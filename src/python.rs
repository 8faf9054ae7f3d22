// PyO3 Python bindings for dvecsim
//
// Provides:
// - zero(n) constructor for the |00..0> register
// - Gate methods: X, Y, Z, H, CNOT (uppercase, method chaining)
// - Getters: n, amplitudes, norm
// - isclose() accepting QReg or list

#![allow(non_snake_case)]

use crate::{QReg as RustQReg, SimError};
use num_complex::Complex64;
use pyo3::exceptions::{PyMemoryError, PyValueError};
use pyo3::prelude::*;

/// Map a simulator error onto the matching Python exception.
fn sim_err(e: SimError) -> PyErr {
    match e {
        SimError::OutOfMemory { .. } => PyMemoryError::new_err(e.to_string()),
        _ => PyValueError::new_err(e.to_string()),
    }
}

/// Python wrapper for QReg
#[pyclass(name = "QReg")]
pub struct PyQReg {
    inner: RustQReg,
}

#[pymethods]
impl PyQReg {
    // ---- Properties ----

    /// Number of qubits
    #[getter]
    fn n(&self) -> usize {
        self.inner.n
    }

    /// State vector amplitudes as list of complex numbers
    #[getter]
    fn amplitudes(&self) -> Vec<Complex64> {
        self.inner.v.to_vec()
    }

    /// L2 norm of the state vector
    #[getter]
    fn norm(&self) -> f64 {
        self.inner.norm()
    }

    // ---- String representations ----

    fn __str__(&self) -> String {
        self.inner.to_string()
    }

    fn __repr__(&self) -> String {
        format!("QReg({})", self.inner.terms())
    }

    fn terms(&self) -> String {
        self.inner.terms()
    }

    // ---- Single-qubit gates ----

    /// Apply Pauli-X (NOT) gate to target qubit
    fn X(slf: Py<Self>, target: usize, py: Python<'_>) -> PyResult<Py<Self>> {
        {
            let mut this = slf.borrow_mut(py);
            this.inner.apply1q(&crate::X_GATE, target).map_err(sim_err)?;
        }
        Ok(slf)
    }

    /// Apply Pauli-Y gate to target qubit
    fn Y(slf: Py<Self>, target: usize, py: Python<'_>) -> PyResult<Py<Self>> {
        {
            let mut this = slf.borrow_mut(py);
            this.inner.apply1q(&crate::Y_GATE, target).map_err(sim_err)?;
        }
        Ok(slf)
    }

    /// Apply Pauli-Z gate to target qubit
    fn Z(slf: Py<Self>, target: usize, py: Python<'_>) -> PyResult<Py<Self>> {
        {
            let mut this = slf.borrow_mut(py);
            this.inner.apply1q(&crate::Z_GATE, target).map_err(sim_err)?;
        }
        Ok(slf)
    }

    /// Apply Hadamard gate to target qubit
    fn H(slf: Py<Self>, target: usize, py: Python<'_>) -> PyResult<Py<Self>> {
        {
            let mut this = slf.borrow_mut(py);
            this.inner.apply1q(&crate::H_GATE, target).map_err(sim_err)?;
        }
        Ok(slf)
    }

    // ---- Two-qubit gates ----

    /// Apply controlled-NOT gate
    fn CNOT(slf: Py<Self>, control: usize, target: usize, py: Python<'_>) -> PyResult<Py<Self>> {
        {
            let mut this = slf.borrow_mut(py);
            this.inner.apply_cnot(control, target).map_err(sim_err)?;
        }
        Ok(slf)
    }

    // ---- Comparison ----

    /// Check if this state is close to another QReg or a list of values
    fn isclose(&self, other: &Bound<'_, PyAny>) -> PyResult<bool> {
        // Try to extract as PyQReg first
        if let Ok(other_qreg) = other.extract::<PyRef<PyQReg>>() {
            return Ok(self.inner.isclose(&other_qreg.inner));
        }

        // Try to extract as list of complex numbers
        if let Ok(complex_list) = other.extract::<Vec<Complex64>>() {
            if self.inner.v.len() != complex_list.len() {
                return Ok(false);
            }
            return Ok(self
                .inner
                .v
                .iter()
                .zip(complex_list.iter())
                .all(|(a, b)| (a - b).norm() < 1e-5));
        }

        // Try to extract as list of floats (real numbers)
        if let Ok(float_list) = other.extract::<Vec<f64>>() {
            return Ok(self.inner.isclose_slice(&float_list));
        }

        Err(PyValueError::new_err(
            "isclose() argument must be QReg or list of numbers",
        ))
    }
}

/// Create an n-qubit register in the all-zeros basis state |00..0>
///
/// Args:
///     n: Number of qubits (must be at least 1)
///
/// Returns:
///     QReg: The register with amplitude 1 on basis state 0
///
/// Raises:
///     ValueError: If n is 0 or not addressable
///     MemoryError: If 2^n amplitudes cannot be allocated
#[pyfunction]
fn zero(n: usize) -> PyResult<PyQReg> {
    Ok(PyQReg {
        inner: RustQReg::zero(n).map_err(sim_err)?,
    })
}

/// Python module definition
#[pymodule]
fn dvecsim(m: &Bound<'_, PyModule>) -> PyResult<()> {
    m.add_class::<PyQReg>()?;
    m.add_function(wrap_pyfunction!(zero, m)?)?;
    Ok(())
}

**Brief:** The answer must consist of every line in the records above that contains the word "extract".

**Task response:**
        // Try to extract as PyQReg first
        if let Ok(other_qreg) = other.extract::<PyRef<PyQReg>>() {
        // Try to extract as list of complex numbers
        if let Ok(complex_list) = other.extract::<Vec<Complex64>>() {
        // Try to extract as list of floats (real numbers)
        if let Ok(float_list) = other.extract::<Vec<f64>>() {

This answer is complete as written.